Last year the Deer Lake Regional Airport saw almost 300,000 passengers departing and arriving on various flights. Each of those flights were guided in and helped along during takeoff by the flight service specialists manning the tower high above the airport.
Past a security camera setup, a steel spiral staircase leads you up to the structure up over the departures area with a view of pretty much everything on the airport property. Planes come, planes go and passenger activities takes place right in front of the tower. It’s almost a little scary to think how much power the flight services specialists have up in that small tower knowing how much can go wrong.
“It’s all about training,” said Karen James, supervisor. “Things don’t usually go wrong, but if they do we can always deal with it.”
The Deer Lake Regional Airport is staffed by six flight service specialists and a supervisor. Specialists provide pilots with flight information essential to aviation safety, such as runway and weather conditions, flight traffic conditions and anything else that may stand in the way of a safe landing. And recently, the staff at Deer Lake started providing the same service for the airport in St. Anthony using a series of webcams.
Specialist Quintin Dennis said there can be stress involved with the job, but the 20-year veteran said with a strong team behind him and the most updated equipment, they get past it.
During the interview, Dennis had just finished chatting with a pilot over the radio after a successful landing.
“I knew that guy years ago, sometimes it’s hard to put a face to the voice but he seemed to know me,” Dennis chuckled. “We’re able to talk to the pilots sometimes after their landing, it’s good.”
Nav Canada was privatized in the late 1990s to the chagrin of many who wondered if taking an organization that was responsible for public safety out of government control was wise.
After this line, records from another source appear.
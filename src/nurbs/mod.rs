//! NURBS (Non-Uniform Rational B-Spline) trimming curves and surfaces.
//!
//! Both primitives are rational: every control point carries a weight.
//! Knot vectors are clamped, as produced by `knot::pad_clamped_knots`.

pub mod basis;
pub mod knot;

use crate::math::{Point2, Point3, Vector2, Vector3};
use nalgebra::SVector;
use serde::{Deserialize, Serialize};

/// A rational B-spline curve in the (u, v) parameter plane of a surface.
#[derive(Clone, Debug, PartialEq, Serialize, Deserialize)]
pub struct NurbsCurve2 {
    pub degree: usize,
    pub knots: Vec<f64>,
    pub control_points: Vec<Point2>,
    pub weights: Vec<f64>,
}

impl NurbsCurve2 {
    pub fn new(
        degree: usize,
        knots: Vec<f64>,
        control_points: Vec<Point2>,
        weights: Vec<f64>,
    ) -> Self {
        assert_eq!(control_points.len(), weights.len());
        assert!(
            knot::validate_knot_vector(&knots, degree, control_points.len()),
            "Invalid knot vector: {} knots for degree {} with {} control points",
            knots.len(),
            degree,
            control_points.len()
        );
        Self {
            degree,
            knots,
            control_points,
            weights,
        }
    }

    pub fn evaluate(&self, t: f64) -> Point2 {
        self.derivative(t).0
    }

    /// Point and first derivative at `t`.
    pub fn derivative(&self, t: f64) -> (Point2, Vector2) {
        let b = basis::evaluate(&self.knots, self.degree, self.control_points.len(), t);
        let mut sum = Homogeneous::<2, 1>::new();
        for j in 0..b.values.len() {
            let k = b.pole(j);
            sum.add(self.control_points[k].coords, self.weights[k], b.values[j], [b.derivatives[j]]);
        }
        let (c, [d]) = sum.project();
        (Point2::from(c), d)
    }

    /// The parameter domain `[t_min, t_max]`.
    pub fn domain(&self) -> (f64, f64) {
        (
            self.knots[self.degree],
            self.knots[self.knots.len() - self.degree - 1],
        )
    }

    /// The same curve traversed in the opposite direction.
    pub fn reversed(&self) -> Self {
        let (t0, t1) = self.domain();
        let knots = self.knots.iter().rev().map(|k| t0 + t1 - k).collect();
        let mut control_points = self.control_points.clone();
        control_points.reverse();
        let mut weights = self.weights.clone();
        weights.reverse();
        Self {
            degree: self.degree,
            knots,
            control_points,
            weights,
        }
    }
}

/// A rational B-spline surface patch.
#[derive(Clone, Debug, PartialEq, Serialize, Deserialize)]
pub struct NurbsSurface {
    pub degree_u: usize,
    pub degree_v: usize,
    pub knots_u: Vec<f64>,
    pub knots_v: Vec<f64>,
    /// Control point grid, indexed `[u_index][v_index]`.
    pub control_points: Vec<Vec<Point3>>,
    /// Weight grid, same layout as control points.
    pub weights: Vec<Vec<f64>>,
}

impl NurbsSurface {
    pub fn new(
        degree_u: usize,
        degree_v: usize,
        knots_u: Vec<f64>,
        knots_v: Vec<f64>,
        control_points: Vec<Vec<Point3>>,
        weights: Vec<Vec<f64>>,
    ) -> Self {
        let nu = control_points.len();
        let nv = control_points.first().map_or(0, Vec::len);
        assert!(
            knot::validate_knot_vector(&knots_u, degree_u, nu),
            "Invalid U knot vector"
        );
        assert!(
            knot::validate_knot_vector(&knots_v, degree_v, nv),
            "Invalid V knot vector"
        );
        assert_eq!(weights.len(), nu);
        for (i, row) in weights.iter().enumerate() {
            assert_eq!(
                row.len(),
                nv,
                "Weight row {i} has {} elements, expected {nv}",
                row.len()
            );
        }
        Self {
            degree_u,
            degree_v,
            knots_u,
            knots_v,
            control_points,
            weights,
        }
    }

    pub fn evaluate(&self, u: f64, v: f64) -> Point3 {
        self.derivatives(u, v).0
    }

    /// Point and partial derivatives `(S, dS/du, dS/dv)` at `(u, v)`.
    pub fn derivatives(&self, u: f64, v: f64) -> (Point3, Vector3, Vector3) {
        let (nu, nv) = self.pole_counts();
        let bu = basis::evaluate(&self.knots_u, self.degree_u, nu, u);
        let bv = basis::evaluate(&self.knots_v, self.degree_v, nv, v);

        let mut sum = Homogeneous::<3, 2>::new();
        for i in 0..bu.values.len() {
            let ku = bu.pole(i);
            for j in 0..bv.values.len() {
                let kv = bv.pole(j);
                sum.add(
                    self.control_points[ku][kv].coords,
                    self.weights[ku][kv],
                    bu.values[i] * bv.values[j],
                    [bu.derivatives[i] * bv.values[j], bu.values[i] * bv.derivatives[j]],
                );
            }
        }
        let (c, [du, dv]) = sum.project();
        (Point3::from(c), du, dv)
    }

    /// Parameter domain in U.
    pub fn domain_u(&self) -> (f64, f64) {
        (
            self.knots_u[self.degree_u],
            self.knots_u[self.knots_u.len() - self.degree_u - 1],
        )
    }

    /// Parameter domain in V.
    pub fn domain_v(&self) -> (f64, f64) {
        (
            self.knots_v[self.degree_v],
            self.knots_v[self.knots_v.len() - self.degree_v - 1],
        )
    }

    /// Number of poles in U and V.
    pub fn pole_counts(&self) -> (usize, usize) {
        (self.control_points.len(), self.control_points[0].len())
    }
}

/// Running sums of a rational combination of poles: the weighted point,
/// the weight, and their derivatives along `D` parameter directions.
struct Homogeneous<const N: usize, const D: usize> {
    point: SVector<f64, N>,
    weight: f64,
    d_point: [SVector<f64, N>; D],
    d_weight: [f64; D],
}

impl<const N: usize, const D: usize> Homogeneous<N, D> {
    fn new() -> Self {
        Self {
            point: SVector::zeros(),
            weight: 0.0,
            d_point: [SVector::zeros(); D],
            d_weight: [0.0; D],
        }
    }

    /// Add a pole of weight `w` with basis value `b` and basis
    /// derivatives `db`.
    fn add(&mut self, pole: SVector<f64, N>, w: f64, b: f64, db: [f64; D]) {
        self.point += pole * (b * w);
        self.weight += b * w;
        for k in 0..D {
            self.d_point[k] += pole * (db[k] * w);
            self.d_weight[k] += db[k] * w;
        }
    }

    /// Cartesian point and derivatives, by the quotient rule.
    fn project(&self) -> (SVector<f64, N>, [SVector<f64, N>; D]) {
        let c = self.point / self.weight;
        let d = std::array::from_fn(|k| (self.d_point[k] - c * self.d_weight[k]) / self.weight);
        (c, d)
    }
}

#[cfg(test)]
mod tests {
    use super::*;
    use crate::nurbs::knot::pad_clamped_knots;

    /// A rational quadratic quarter circle of radius 2 in the (u, v) plane.
    fn quarter_arc() -> NurbsCurve2 {
        NurbsCurve2::new(
            2,
            pad_clamped_knots(&[0.0, 1.0], 2),
            vec![
                Point2::new(2.0, 0.0),
                Point2::new(2.0, 2.0),
                Point2::new(0.0, 2.0),
            ],
            vec![1.0, std::f64::consts::FRAC_1_SQRT_2, 1.0],
        )
    }

    fn bilinear() -> NurbsSurface {
        NurbsSurface::new(
            1,
            1,
            pad_clamped_knots(&[0.0, 1.0], 1),
            pad_clamped_knots(&[0.0, 1.0], 1),
            vec![
                vec![Point3::new(0.0, 0.0, 0.0), Point3::new(0.0, 4.0, 0.0)],
                vec![Point3::new(3.0, 0.0, 0.0), Point3::new(3.0, 4.0, 1.0)],
            ],
            vec![vec![1.0, 1.0], vec![1.0, 1.0]],
        )
    }

    #[test]
    fn arc_stays_on_circle() {
        let arc = quarter_arc();
        for i in 0..=10 {
            let p = arc.evaluate(i as f64 / 10.0);
            assert!((p.coords.norm() - 2.0).abs() < 1e-12);
        }
    }

    #[test]
    fn arc_derivative_matches_finite_difference() {
        let arc = quarter_arc();
        let t = 0.35;
        let h = 1e-7;
        let (_, d) = arc.derivative(t);
        let fd = (arc.evaluate(t + h) - arc.evaluate(t - h)) / (2.0 * h);
        assert!((d - fd).norm() < 1e-5, "{d:?} vs {fd:?}");
    }

    #[test]
    fn reversed_curve_swaps_ends() {
        let arc = quarter_arc();
        let rev = arc.reversed();
        let (t0, t1) = rev.domain();
        assert!((rev.evaluate(t0) - arc.evaluate(1.0)).norm() < 1e-12);
        assert!((rev.evaluate(t1) - arc.evaluate(0.0)).norm() < 1e-12);
        assert!((rev.evaluate(0.3) - arc.evaluate(0.7)).norm() < 1e-12);
    }

    #[test]
    fn bilinear_corners() {
        let s = bilinear();
        assert!((s.evaluate(0.0, 0.0) - Point3::new(0.0, 0.0, 0.0)).norm() < 1e-14);
        assert!((s.evaluate(1.0, 0.0) - Point3::new(3.0, 0.0, 0.0)).norm() < 1e-14);
        assert!((s.evaluate(1.0, 1.0) - Point3::new(3.0, 4.0, 1.0)).norm() < 1e-14);
    }

    #[test]
    fn surface_derivatives_match_finite_difference() {
        let s = bilinear();
        let (u, v, h) = (0.3, 0.6, 1e-7);
        let (_, du, dv) = s.derivatives(u, v);
        let fd_u = (s.evaluate(u + h, v) - s.evaluate(u - h, v)) / (2.0 * h);
        let fd_v = (s.evaluate(u, v + h) - s.evaluate(u, v - h)) / (2.0 * h);
        assert!((du - fd_u).norm() < 1e-5);
        assert!((dv - fd_v).norm() < 1e-5);
    }
}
But James said looking back it was the best move to make.
“We are standardized with every other centre across the country, we have everything we need to do the job and when we need something it comes through very fast,” she said. “When we need technology upgrades they happen very quickly, and we are constantly training and retraining ... that’s mandatory for the job.”
During the slower travel times only two specialists man the tower, however, when the airport gets busy during the summer months additional staff will be added as required. They operate on a 24-hour rotation, seven days a week, and there’s not much room for error. A typical day could mean anything.
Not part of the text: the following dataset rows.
//! Structural validation of a `Model`.
//!
//! Checks invariants the assembler and stitcher must preserve:
//! - Twin links are symmetric and join active edges
//! - Every face keeps its external loop at index 0, holes after it
//! - Every loop is closed in 3D and in its surface's parameter plane
//! - Face and shell back-references agree

use super::store::Model;
use super::types::*;
use crate::math::distance_squared;

/// Result of model validation.
#[derive(Debug)]
pub struct ValidationResult {
    pub valid: bool,
    pub errors: Vec<String>,
}

/// Validate every active entity of `model` against `tolerance` (mm).
pub fn validate_model(model: &Model, tolerance: f64) -> ValidationResult {
    let mut errors = Vec::new();

    // 1. Twin symmetry
    for (id, edge) in model.edges.iter() {
        let Some(twin) = edge.twin else { continue };
        match model.edges.get(twin) {
            Some(other) if other.twin == Some(id) => {
                if !edge.is_active() || !other.is_active() {
                    errors.push(format!("Edge {id:?}: twin link to inactive edge {twin:?}"));
                }
            }
            Some(other) => errors.push(format!(
                "Edge {id:?}: twin {twin:?} points back to {:?}",
                other.twin
            )),
            None => errors.push(format!("Edge {id:?}: twin {twin:?} does not exist")),
        }
    }

    // 2. Loop order and closure
    let sq = tolerance * tolerance;
    for (face_id, face) in model.faces.iter() {
        if !face.is_active() {
            continue;
        }
        for (i, &loop_id) in face.loops.iter().enumerate() {
            let Some(lp) = model.loops.get(loop_id) else {
                errors.push(format!("Face {face_id:?}: loop {loop_id:?} does not exist"));
                continue;
            };
            if lp.external != (i == 0) {
                errors.push(format!(
                    "Face {face_id:?}: loop {i} has external = {}",
                    lp.external
                ));
            }
            if lp.face != Some(face_id) {
                errors.push(format!("Loop {loop_id:?}: face is {:?}", lp.face));
            }
            if !is_loop_closed(model, lp, sq) {
                errors.push(format!("Face {face_id:?}: loop {loop_id:?} is not closed"));
            }
            if let Some(position) = model.uv_gap(&lp.edges, tolerance) {
                errors.push(format!(
                    "Face {face_id:?}: loop {loop_id:?} is open in the parameter plane before edge {position}"
                ));
            }
        }
    }

    // 3. Shell membership
    for (shell_id, shell) in model.shells.iter() {
        for oriented in &shell.faces {
            match model.faces.get(oriented.face) {
                Some(face) if face.shell == Some(shell_id) => {}
                Some(face) => errors.push(format!(
                    "Face {:?}: listed in {shell_id:?} but belongs to {:?}",
                    oriented.face, face.shell
                )),
                None => errors.push(format!(
                    "Shell {shell_id:?}: face {:?} does not exist",
                    oriented.face
                )),
            }
        }
        if let Some(body) = shell.body {
            if !model.bodies.get(body).is_some_and(|b| b.shells.contains(&shell_id)) {
                errors.push(format!("Shell {shell_id:?}: not listed by body {body:?}"));
            }
        }
    }

    ValidationResult {
        valid: errors.is_empty(),
        errors,
    }
}

/// Check that consecutive edges of a loop meet and the last meets the first.
fn is_loop_closed(model: &Model, lp: &Loop, square_tolerance: f64) -> bool {
    let n = lp.edges.len();
    (0..n).all(|i| {
        let (_, end) = model.oriented_end_points(lp.edges[i]);
        let (start, _) = model.oriented_end_points(lp.edges[(i + 1) % n]);
        distance_squared(&end, &start) <= square_tolerance
    })
}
“There’s no standard day, if I come in at 8 a.m. and (Dennis) is leaving he’ll give me a full briefing,” said James. “He’ll tell me for both Deer Lake and St. Anthony the weather, the traffic, whether our equipment is normal, what are the runways like, what traffic is coming in, there’s a checklist to hand over power.”
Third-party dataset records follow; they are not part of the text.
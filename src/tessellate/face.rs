//! Kernel tessellation of one trimmed face.
//!
//! The boundary comes from the shared edge meshes. Loops are ear-clipped
//! in a parameter plane scaled by the surface's mean speeds, then
//! triangles violating the criteria are refined: the longest interior
//! edge is bisected, or a centroid is inserted when the longest edge is on
//! the boundary. Boundary edges are never split, which keeps the patch
//! conforming to its neighbours.

use super::edge::ensure_edge_mesh;
use super::mesh::{FaceMesh, ModelMesh};
use super::triangulate::{bridge_holes, delaunay_flips, ear_clip, edge_key, ring_area};
use crate::config::TessellationCriteria;
use crate::math::{angle_between, Point2, Point3, Vector3};
use crate::surface::Surface;
use crate::topo::*;
use std::collections::{HashMap, HashSet};
use tracing::{debug, warn};

const MAX_PASSES: usize = 24;
const MAX_FACE_VERTICES: usize = 50_000;
const FLIP_SWEEPS: usize = 8;

struct LocalVertex {
    uv: Point2,
    scaled: Point2,
    point_id: u32,
    position: Point3,
    normal: Vector3,
}

struct Patch<'a> {
    surface: &'a Surface,
    speeds: (f64, f64),
    vertices: Vec<LocalVertex>,
}

impl Patch<'_> {
    fn push(&mut self, uv: Point2, point_id: u32, position: Point3) -> usize {
        self.vertices.push(LocalVertex {
            uv,
            scaled: Point2::new(uv.x * self.speeds.0, uv.y * self.speeds.1),
            point_id,
            position,
            normal: self.surface.normal(uv.x, uv.y),
        });
        self.vertices.len() - 1
    }

    /// New interior vertex on the surface at `uv`.
    fn insert(&mut self, mesh: &mut ModelMesh, uv: Point2) -> usize {
        let position = self.surface.evaluate(uv.x, uv.y);
        let id = mesh.add_point(position);
        self.push(uv, id, position)
    }

    fn scaled_points(&self) -> Vec<Point2> {
        self.vertices.iter().map(|v| v.scaled).collect()
    }

    fn needs_refinement(
        &self,
        tri: [usize; 3],
        boundary: &HashSet<(usize, usize)>,
        criteria: &TessellationCriteria,
    ) -> bool {
        let v = tri.map(|i| &self.vertices[i]);
        for k in 0..3 {
            if angle_between(&v[k].normal, &v[(k + 1) % 3].normal) > criteria.normal_tolerance {
                return true;
            }
        }

        let uv = Point2::from((v[0].uv.coords + v[1].uv.coords + v[2].uv.coords) / 3.0);
        let flat = Point3::from((v[0].position.coords + v[1].position.coords + v[2].position.coords) / 3.0);
        if (self.surface.evaluate(uv.x, uv.y) - flat).norm() > criteria.chord_tolerance {
            return true;
        }

        for k in 0..3 {
            let (a, b) = (tri[k], tri[(k + 1) % 3]);
            if boundary.contains(&edge_key(a, b)) {
                continue;
            }
            let (va, vb) = (&self.vertices[a], &self.vertices[b]);
            if criteria.too_long((va.position - vb.position).norm()) {
                return true;
            }
            let mid = Point2::from((va.uv.coords + vb.uv.coords) * 0.5);
            let flat = Point3::from((va.position.coords + vb.position.coords) * 0.5);
            if (self.surface.evaluate(mid.x, mid.y) - flat).norm() > criteria.chord_tolerance {
                return true;
            }
        }
        false
    }

    fn longest_edge(&self, tri: [usize; 3]) -> usize {
        (0..3)
            .max_by(|&i, &j| {
                let li = (self.vertices[tri[i]].scaled - self.vertices[tri[(i + 1) % 3]].scaled).norm_squared();
                let lj = (self.vertices[tri[j]].scaled - self.vertices[tri[(j + 1) % 3]].scaled).norm_squared();
                li.total_cmp(&lj)
            })
            .unwrap_or(0)
    }

    /// Split triangles until every one meets the criteria, the element
    /// size floor is reached, or the budget runs out.
    fn refine(
        &mut self,
        mesh: &mut ModelMesh,
        triangles: &mut Vec<[usize; 3]>,
        boundary: &HashSet<(usize, usize)>,
        criteria: &TessellationCriteria,
    ) {
        let floor = 2.0 * criteria.min_element_size;
        for _ in 0..MAX_PASSES {
            let mut owner: HashMap<(usize, usize), usize> = HashMap::with_capacity(triangles.len() * 3);
            for (t, tri) in triangles.iter().enumerate() {
                for k in 0..3 {
                    owner.insert((tri[k], tri[(k + 1) % 3]), t);
                }
            }

            let count = triangles.len();
            let mut touched = vec![false; count];
            let mut splits = 0;
            for t in 0..count {
                if touched[t] || !self.needs_refinement(triangles[t], boundary, criteria) {
                    continue;
                }
                let tri = triangles[t];
                let k = self.longest_edge(tri);
                let (a, b, c) = (tri[k], tri[(k + 1) % 3], tri[(k + 2) % 3]);
                let longest = (self.vertices[a].position - self.vertices[b].position).norm();
                if longest < floor {
                    continue;
                }

                if boundary.contains(&edge_key(a, b)) {
                    let uv = (self.vertices[a].uv.coords
                        + self.vertices[b].uv.coords
                        + self.vertices[c].uv.coords)
                        / 3.0;
                    let m = self.insert(mesh, Point2::from(uv));
                    triangles[t] = [a, b, m];
                    triangles.push([b, c, m]);
                    triangles.push([c, a, m]);
                    touched[t] = true;
                } else {
                    let Some(&u) = owner.get(&(b, a)) else { continue };
                    if u >= count || touched[u] {
                        continue;
                    }
                    let Some(&d) = triangles[u].iter().find(|&&x| x != a && x != b) else {
                        continue;
                    };
                    let uv = (self.vertices[a].uv.coords + self.vertices[b].uv.coords) * 0.5;
                    let m = self.insert(mesh, Point2::from(uv));
                    triangles[t] = [a, m, c];
                    triangles.push([m, b, c]);
                    triangles[u] = [b, m, d];
                    triangles.push([m, a, d]);
                    touched[t] = true;
                    touched[u] = true;
                }
                splits += 1;
                if self.vertices.len() >= MAX_FACE_VERTICES {
                    break;
                }
            }

            if splits == 0 {
                return;
            }
            let points = self.scaled_points();
            delaunay_flips(&points, triangles, boundary, FLIP_SWEEPS);
            if self.vertices.len() >= MAX_FACE_VERTICES {
                warn!(vertices = self.vertices.len(), "face refinement budget exhausted");
                return;
            }
        }
    }
}

/// Triangulate one face. Returns `None` when its boundary cannot be
/// triangulated.
pub(super) fn tessellate_face(
    mesh: &mut ModelMesh,
    model: &Model,
    face: FaceId,
    orientation: Orientation,
) -> Option<FaceMesh> {
    let criteria = mesh.criteria;
    let surface = model.face_surface(face);
    let mut patch = Patch {
        surface,
        speeds: surface.mean_speeds(),
        vertices: Vec::new(),
    };

    let mut rings: Vec<Vec<usize>> = Vec::new();
    for &lp in &model.face(face).loops {
        let mut ring: Vec<usize> = Vec::new();
        for oe in &model.loops[lp].edges {
            if !model.edge(oe.edge).is_active() {
                continue;
            }
            let edge_mesh = ensure_edge_mesh(mesh, model, oe.edge);
            let curve = &model.edge(oe.edge).curve;
            let mut entries: Vec<(f64, u32)> = edge_mesh
                .params
                .iter()
                .copied()
                .zip(edge_mesh.point_ids.iter().copied())
                .collect();
            if oe.orientation == Orientation::Back {
                entries.reverse();
            }
            for &(t, id) in &entries[..entries.len() - 1] {
                if ring.last().is_some_and(|&last| patch.vertices[last].point_id == id) {
                    continue;
                }
                ring.push(patch.push(curve.uv(t), id, mesh.point(id)));
            }
        }
        while ring.len() > 1 && patch.vertices[ring[0]].point_id == patch.vertices[ring[ring.len() - 1]].point_id {
            ring.pop();
        }
        rings.push(ring);
    }

    let patch_id = model.face(face).patch_id;
    let points = patch.scaled_points();
    let mut rings = rings.into_iter();
    let mut outer = rings.next().unwrap_or_default();
    if outer.len() < 3 {
        warn!(patch_id, "face skipped: outer boundary has fewer than 3 points");
        return None;
    }
    if ring_area(&points, &outer) < 0.0 {
        outer.reverse();
    }
    let holes: Vec<Vec<usize>> = rings
        .filter(|r| r.len() >= 3)
        .map(|mut r| {
            if ring_area(&points, &r) > 0.0 {
                r.reverse();
            }
            r
        })
        .collect();

    let mut boundary = HashSet::new();
    for ring in std::iter::once(&outer).chain(&holes) {
        for i in 0..ring.len() {
            boundary.insert(edge_key(ring[i], ring[(i + 1) % ring.len()]));
        }
    }

    let ring = bridge_holes(&points, outer, holes);
    let mut triangles = ear_clip(&points, &ring);
    if triangles.is_empty() {
        warn!(patch_id, "face skipped: boundary could not be triangulated");
        return None;
    }
    if triangles.len() + 2 < ring.len() {
        debug!(patch_id, missing = ring.len() - 2 - triangles.len(), "triangulation incomplete");
    }

    patch.refine(mesh, &mut triangles, &boundary, &criteria);

    let sign = if orientation.is_front() { 1.0 } else { -1.0 };
    let face_data = model.face(face);
    Some(FaceMesh {
        patch_id,
        material_slot: face_data.material_slot,
        point_ids: patch.vertices.iter().map(|v| v.point_id).collect(),
        normals: patch.vertices.iter().map(|v| v.normal * sign).collect(),
        uvs: patch.vertices.iter().map(|v| v.uv).collect(),
        triangles: triangles
            .into_iter()
            .map(|[a, b, c]| {
                if orientation.is_front() {
                    [a as u32, b as u32, c as u32]
                } else {
                    [a as u32, c as u32, b as u32]
                }
            })
            .collect(),
    })
}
Upon that handover, the person ready to start will begin, but only after the previous specialist knows all the information is understood by the person just starting.
“There can be stress involved, sure,” said James. “You never really know what may happen in this job from one day to the next, no two days are the same.”
Weather checks are mandatory, especially in this part of the world, and are done several times per shift. They have to co-ordinate with other airports sometimes as well, as the traffic patterns direct. As specialists get information about a plane approaching they take the information and write it out on paper strips so they know exactly what they are dealing with. The flight specialists then relay everything they have to the pilot and watch the plane land from the tower.
The Deer Lake Regional Airport has expanded its flight schedule in the past few years, with extra flights added from Air Canada, Westjet and Canadian North. However, the extra workload is welcome news to the tower staff.
“It was so gradual that we hardly noticed,” said Dennis. “It’s just something we accepted, plus any expansion they do is job security for us.”
Last year there were approximately 12 million aircraft movements associated with Nav Canada control centres across Canada, including takeoffs, landings and overflights in domestic airspace and international airspace assigned to Canadian control.